» What this task involves:
From the entries that follow, reproduce exactly and only the lines from the line with "fn join_errors(errors: &[GraphError])" to the line with "use crate::events::PlanEvent;", endpoints included.

Collected data:
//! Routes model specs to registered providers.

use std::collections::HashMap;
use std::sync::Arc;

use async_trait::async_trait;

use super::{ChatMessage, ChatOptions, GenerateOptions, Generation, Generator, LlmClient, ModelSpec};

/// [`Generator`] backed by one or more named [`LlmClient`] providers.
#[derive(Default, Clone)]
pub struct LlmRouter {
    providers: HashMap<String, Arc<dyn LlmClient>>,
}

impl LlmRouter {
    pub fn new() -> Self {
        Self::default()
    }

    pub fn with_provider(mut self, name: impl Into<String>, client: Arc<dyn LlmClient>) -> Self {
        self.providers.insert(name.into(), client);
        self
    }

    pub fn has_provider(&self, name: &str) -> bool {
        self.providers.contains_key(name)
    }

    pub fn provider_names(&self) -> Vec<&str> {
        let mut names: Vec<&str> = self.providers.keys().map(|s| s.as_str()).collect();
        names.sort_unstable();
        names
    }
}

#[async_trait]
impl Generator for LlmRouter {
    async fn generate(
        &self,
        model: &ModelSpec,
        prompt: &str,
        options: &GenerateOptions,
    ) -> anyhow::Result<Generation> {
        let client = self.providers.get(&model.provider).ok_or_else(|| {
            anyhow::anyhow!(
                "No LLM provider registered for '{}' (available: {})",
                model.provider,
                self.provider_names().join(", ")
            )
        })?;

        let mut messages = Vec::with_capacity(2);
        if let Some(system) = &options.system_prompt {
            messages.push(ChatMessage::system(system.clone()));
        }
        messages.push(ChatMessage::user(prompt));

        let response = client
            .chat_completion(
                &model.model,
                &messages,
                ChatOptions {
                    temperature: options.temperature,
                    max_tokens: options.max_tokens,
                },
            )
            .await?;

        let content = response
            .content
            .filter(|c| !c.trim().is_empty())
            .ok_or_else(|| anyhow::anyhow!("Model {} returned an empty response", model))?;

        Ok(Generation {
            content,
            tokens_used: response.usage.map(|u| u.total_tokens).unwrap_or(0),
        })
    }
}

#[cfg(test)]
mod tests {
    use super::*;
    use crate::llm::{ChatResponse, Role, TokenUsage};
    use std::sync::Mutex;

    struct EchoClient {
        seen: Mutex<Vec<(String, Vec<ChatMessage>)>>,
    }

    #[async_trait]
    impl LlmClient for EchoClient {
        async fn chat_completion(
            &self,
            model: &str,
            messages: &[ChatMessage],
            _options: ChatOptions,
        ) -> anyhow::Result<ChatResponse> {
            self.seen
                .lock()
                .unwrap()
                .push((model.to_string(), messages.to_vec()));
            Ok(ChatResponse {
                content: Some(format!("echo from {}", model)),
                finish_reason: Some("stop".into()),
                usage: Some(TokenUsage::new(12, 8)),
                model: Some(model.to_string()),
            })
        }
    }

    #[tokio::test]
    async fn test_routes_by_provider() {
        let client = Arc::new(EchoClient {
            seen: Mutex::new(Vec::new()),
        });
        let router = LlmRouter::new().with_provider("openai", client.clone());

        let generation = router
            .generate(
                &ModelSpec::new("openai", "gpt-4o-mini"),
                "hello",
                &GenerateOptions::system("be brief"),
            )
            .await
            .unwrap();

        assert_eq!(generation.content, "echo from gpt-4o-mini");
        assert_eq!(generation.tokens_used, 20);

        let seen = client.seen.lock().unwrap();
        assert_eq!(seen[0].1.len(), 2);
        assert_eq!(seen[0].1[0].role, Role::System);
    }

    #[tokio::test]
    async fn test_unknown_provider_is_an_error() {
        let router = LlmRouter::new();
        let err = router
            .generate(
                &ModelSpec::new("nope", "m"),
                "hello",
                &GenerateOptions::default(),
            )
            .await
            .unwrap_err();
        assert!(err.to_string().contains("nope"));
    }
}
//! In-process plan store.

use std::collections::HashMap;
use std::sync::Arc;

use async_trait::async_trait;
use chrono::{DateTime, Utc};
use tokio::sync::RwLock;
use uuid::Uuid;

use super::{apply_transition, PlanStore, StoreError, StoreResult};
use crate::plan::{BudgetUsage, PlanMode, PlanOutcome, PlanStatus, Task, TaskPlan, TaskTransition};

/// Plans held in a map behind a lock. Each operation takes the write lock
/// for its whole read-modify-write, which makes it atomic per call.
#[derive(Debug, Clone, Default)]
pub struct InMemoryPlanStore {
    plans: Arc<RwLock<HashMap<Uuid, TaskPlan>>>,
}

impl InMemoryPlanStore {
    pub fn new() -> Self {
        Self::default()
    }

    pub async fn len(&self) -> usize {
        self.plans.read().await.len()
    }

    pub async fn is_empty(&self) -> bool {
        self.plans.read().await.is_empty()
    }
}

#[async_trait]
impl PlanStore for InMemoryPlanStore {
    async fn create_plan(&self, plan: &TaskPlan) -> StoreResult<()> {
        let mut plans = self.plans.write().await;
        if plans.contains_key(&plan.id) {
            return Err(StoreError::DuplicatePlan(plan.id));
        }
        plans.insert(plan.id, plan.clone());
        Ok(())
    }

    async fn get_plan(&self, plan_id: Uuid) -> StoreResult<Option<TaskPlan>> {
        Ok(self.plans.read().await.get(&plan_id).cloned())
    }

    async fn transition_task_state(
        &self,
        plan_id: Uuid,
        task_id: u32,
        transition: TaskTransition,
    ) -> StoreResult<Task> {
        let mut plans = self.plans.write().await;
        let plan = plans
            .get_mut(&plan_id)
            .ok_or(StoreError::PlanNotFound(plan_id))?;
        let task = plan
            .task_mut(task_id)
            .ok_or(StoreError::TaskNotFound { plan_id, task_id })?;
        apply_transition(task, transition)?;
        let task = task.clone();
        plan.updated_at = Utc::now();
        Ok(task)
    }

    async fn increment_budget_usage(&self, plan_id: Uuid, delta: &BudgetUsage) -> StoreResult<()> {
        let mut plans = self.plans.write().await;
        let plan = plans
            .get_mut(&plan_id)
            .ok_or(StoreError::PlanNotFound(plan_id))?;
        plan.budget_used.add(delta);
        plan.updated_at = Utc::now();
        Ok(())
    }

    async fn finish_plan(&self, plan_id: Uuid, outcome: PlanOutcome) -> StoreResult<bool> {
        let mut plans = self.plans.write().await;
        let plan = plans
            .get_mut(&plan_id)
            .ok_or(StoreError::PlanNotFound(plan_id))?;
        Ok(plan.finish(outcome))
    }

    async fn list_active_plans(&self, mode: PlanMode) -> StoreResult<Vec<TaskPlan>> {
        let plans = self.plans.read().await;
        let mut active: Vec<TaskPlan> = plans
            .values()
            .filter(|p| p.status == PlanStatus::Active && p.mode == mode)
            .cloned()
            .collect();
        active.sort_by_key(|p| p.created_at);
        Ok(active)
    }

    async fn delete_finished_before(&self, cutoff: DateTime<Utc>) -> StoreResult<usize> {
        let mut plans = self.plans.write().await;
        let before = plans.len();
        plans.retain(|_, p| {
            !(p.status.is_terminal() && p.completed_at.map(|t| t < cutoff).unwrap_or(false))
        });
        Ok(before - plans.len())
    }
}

* * *

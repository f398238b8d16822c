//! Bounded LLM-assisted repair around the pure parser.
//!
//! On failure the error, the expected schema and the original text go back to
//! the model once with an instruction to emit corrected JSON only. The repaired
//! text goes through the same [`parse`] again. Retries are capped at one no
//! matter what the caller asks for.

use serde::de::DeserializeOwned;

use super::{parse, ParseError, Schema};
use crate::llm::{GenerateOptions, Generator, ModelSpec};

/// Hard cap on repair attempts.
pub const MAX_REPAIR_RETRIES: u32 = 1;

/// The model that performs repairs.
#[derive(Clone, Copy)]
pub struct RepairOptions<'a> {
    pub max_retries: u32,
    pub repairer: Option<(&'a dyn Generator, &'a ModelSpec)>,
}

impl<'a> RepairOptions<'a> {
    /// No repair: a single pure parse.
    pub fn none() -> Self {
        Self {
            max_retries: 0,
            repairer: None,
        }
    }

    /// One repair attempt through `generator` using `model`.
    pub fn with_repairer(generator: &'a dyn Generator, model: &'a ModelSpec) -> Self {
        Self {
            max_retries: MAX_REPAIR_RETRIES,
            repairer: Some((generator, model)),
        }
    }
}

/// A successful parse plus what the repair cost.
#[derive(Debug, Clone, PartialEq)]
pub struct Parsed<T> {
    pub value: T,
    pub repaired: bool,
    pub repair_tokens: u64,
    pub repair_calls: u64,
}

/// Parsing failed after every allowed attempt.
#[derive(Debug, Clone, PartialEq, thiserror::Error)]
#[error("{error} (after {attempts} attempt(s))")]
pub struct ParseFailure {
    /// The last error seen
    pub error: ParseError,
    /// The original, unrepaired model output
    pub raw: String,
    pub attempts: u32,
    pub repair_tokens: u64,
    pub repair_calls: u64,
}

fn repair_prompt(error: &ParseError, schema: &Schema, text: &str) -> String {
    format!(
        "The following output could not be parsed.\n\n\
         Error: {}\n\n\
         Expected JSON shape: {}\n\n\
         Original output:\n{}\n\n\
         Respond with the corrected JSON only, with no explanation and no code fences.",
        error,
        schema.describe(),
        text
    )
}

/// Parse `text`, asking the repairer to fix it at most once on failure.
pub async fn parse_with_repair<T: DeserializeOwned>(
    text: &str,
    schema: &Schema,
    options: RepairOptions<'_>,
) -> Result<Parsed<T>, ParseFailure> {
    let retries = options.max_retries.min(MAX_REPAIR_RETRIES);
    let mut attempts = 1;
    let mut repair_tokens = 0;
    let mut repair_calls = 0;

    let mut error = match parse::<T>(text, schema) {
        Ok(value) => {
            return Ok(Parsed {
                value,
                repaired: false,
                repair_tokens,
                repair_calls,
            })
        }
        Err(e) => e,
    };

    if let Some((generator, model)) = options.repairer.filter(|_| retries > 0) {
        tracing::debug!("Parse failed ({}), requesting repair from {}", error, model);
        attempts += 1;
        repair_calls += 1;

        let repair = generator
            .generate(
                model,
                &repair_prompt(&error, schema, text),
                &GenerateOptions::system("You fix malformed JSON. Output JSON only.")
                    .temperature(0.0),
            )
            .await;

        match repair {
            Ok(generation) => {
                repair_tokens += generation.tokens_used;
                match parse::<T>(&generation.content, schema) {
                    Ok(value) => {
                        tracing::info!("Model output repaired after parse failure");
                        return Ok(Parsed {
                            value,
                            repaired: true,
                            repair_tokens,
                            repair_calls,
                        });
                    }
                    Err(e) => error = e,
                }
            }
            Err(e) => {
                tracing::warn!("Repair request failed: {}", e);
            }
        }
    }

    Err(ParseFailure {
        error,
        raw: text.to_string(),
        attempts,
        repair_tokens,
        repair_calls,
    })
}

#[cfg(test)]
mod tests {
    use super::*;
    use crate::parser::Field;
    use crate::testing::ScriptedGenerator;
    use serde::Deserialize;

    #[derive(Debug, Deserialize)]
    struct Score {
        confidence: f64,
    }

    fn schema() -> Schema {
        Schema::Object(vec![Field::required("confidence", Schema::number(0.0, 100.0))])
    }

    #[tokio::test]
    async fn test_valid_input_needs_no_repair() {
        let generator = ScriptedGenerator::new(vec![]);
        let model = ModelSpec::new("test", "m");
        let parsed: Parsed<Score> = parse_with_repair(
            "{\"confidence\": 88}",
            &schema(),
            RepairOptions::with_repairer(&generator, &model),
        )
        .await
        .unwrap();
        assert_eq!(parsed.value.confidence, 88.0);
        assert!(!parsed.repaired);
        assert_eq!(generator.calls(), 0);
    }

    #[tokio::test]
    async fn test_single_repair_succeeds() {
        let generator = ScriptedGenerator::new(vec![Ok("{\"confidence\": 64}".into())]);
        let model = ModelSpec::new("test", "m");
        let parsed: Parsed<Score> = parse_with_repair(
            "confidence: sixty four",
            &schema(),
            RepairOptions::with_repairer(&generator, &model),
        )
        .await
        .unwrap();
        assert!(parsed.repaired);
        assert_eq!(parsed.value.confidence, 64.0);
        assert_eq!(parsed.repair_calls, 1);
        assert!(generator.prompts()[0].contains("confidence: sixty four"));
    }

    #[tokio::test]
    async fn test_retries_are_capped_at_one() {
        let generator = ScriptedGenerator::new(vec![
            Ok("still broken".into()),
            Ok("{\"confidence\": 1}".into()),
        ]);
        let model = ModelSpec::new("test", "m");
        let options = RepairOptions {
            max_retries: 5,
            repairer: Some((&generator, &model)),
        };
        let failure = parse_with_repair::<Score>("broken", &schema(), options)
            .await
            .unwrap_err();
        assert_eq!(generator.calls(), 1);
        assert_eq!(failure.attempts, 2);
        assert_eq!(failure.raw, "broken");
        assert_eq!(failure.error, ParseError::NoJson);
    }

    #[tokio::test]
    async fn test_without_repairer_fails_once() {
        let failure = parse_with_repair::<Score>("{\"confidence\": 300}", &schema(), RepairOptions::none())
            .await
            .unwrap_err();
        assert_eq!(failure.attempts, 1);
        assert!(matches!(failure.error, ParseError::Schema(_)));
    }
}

--

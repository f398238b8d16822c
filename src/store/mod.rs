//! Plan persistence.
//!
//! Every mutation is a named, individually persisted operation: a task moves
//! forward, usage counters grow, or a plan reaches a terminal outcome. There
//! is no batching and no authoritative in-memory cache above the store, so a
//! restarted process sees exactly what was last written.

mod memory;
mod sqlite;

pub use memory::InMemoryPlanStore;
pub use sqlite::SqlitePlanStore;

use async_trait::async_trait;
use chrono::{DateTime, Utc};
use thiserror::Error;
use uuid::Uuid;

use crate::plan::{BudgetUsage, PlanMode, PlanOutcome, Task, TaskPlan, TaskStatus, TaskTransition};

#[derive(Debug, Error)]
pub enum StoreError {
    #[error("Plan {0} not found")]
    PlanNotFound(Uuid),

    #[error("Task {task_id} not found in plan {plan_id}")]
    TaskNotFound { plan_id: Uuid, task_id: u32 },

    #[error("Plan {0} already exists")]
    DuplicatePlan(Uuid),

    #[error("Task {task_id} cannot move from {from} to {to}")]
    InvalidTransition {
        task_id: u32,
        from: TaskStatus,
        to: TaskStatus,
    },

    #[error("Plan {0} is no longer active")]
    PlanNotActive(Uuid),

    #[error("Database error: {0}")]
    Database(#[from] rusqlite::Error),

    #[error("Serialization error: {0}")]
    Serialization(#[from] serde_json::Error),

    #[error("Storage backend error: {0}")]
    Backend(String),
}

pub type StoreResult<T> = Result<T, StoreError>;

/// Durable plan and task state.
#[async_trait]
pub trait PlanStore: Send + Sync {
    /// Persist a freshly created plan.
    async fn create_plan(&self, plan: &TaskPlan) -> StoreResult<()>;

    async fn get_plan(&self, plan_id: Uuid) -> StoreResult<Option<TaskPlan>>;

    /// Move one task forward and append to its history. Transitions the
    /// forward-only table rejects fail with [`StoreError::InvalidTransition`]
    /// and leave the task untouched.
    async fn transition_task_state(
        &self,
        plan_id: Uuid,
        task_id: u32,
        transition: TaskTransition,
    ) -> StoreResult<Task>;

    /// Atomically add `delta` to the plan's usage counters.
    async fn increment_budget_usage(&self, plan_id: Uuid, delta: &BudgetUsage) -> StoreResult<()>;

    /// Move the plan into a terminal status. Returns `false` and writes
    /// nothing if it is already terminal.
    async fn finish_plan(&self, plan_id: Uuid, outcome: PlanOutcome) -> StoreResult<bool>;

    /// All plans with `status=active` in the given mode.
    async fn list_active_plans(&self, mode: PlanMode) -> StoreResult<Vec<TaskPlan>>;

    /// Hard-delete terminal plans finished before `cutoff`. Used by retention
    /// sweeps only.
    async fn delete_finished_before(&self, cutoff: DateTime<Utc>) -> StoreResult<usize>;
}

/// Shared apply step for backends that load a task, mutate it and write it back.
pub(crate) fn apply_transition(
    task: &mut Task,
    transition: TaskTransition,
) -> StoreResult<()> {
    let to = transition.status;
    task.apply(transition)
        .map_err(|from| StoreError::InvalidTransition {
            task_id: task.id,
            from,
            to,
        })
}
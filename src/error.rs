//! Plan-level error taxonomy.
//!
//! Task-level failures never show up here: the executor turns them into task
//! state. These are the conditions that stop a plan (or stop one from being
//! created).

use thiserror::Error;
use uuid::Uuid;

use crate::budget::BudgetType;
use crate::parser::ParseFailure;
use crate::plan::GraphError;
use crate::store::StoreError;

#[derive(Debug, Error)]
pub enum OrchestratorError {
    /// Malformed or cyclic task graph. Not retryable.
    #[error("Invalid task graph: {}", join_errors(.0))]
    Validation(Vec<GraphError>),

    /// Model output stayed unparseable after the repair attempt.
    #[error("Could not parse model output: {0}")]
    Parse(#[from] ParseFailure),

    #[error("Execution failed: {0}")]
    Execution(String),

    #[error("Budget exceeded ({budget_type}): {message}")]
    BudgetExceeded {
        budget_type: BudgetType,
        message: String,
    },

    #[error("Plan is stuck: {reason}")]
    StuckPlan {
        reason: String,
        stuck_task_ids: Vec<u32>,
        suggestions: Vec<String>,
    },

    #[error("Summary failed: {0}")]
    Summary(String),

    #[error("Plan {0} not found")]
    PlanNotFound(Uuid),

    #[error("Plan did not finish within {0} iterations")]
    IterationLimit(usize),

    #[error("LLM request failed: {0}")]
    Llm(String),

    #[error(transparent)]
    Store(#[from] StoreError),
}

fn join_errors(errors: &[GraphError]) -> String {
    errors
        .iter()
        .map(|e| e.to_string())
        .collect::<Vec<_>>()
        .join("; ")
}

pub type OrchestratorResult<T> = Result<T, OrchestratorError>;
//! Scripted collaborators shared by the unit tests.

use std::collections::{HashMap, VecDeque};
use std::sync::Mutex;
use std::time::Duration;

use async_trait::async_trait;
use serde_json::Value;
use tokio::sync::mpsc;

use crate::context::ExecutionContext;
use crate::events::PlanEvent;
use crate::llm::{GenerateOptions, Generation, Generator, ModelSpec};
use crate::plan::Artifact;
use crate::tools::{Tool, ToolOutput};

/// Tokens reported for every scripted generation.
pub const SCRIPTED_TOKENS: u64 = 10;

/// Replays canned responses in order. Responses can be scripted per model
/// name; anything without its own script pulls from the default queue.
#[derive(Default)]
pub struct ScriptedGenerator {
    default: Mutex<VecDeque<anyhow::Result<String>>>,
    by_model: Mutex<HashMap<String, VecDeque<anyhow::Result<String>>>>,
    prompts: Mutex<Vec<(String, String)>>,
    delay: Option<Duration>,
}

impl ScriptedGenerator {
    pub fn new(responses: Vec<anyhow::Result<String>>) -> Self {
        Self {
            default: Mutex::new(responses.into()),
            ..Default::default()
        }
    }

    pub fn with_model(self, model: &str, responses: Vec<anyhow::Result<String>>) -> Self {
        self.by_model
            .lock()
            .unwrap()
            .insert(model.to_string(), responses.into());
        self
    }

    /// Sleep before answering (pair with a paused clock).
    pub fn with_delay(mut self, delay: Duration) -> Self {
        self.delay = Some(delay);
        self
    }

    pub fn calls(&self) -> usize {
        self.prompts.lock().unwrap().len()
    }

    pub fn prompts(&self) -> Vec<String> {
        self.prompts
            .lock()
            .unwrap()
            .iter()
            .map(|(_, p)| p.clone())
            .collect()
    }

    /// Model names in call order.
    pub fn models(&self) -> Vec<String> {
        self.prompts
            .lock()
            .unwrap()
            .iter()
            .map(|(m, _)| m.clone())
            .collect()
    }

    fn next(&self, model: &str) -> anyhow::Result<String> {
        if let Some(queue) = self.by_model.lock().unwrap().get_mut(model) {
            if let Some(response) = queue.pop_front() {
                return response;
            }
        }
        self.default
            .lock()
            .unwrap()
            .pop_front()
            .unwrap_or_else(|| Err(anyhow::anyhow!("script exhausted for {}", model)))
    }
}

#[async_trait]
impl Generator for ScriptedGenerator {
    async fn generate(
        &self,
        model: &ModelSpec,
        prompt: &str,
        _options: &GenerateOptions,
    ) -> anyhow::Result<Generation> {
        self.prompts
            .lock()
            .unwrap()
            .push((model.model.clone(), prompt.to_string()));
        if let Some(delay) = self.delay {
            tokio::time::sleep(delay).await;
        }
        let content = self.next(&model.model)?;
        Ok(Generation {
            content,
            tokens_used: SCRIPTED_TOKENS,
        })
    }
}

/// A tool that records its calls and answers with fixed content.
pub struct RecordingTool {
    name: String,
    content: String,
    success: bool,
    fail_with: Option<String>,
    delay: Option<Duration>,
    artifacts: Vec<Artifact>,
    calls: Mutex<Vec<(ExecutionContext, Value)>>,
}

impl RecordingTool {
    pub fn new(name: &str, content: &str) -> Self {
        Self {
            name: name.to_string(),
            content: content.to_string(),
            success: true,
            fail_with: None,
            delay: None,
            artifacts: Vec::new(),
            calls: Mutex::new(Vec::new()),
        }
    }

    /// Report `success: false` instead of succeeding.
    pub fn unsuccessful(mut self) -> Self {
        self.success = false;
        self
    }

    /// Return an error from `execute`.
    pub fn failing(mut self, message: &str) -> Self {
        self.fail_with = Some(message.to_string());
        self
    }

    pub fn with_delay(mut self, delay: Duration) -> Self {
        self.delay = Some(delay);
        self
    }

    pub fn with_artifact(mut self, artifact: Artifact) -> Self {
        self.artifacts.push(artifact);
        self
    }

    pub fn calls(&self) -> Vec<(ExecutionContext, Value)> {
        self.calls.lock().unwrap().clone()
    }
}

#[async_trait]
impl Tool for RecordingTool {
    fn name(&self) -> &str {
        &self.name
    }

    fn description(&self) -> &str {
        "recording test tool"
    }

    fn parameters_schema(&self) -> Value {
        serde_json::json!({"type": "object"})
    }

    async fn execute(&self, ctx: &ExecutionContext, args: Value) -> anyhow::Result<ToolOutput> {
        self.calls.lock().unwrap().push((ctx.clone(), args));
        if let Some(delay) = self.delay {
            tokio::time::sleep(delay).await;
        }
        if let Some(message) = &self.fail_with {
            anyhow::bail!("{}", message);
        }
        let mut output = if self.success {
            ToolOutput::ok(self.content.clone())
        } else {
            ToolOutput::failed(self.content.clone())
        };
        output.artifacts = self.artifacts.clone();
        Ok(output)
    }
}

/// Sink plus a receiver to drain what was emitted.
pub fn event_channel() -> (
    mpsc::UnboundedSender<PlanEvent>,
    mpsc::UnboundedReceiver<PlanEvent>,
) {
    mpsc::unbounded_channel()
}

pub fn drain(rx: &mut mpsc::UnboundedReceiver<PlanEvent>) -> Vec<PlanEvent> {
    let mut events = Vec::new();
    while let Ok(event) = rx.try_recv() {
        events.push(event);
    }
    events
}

» Exercise result:
fn join_errors(errors: &[GraphError]) -> String {
    errors
        .iter()
        .map(|e| e.to_string())
        .collect::<Vec<_>>()
        .join("; ")
}

pub type OrchestratorResult<T> = Result<T, OrchestratorError>;
//! Scripted collaborators shared by the unit tests.

use std::collections::{HashMap, VecDeque};
use std::sync::Mutex;
use std::time::Duration;

use async_trait::async_trait;
use serde_json::Value;
use tokio::sync::mpsc;

use crate::context::ExecutionContext;
use crate::events::PlanEvent;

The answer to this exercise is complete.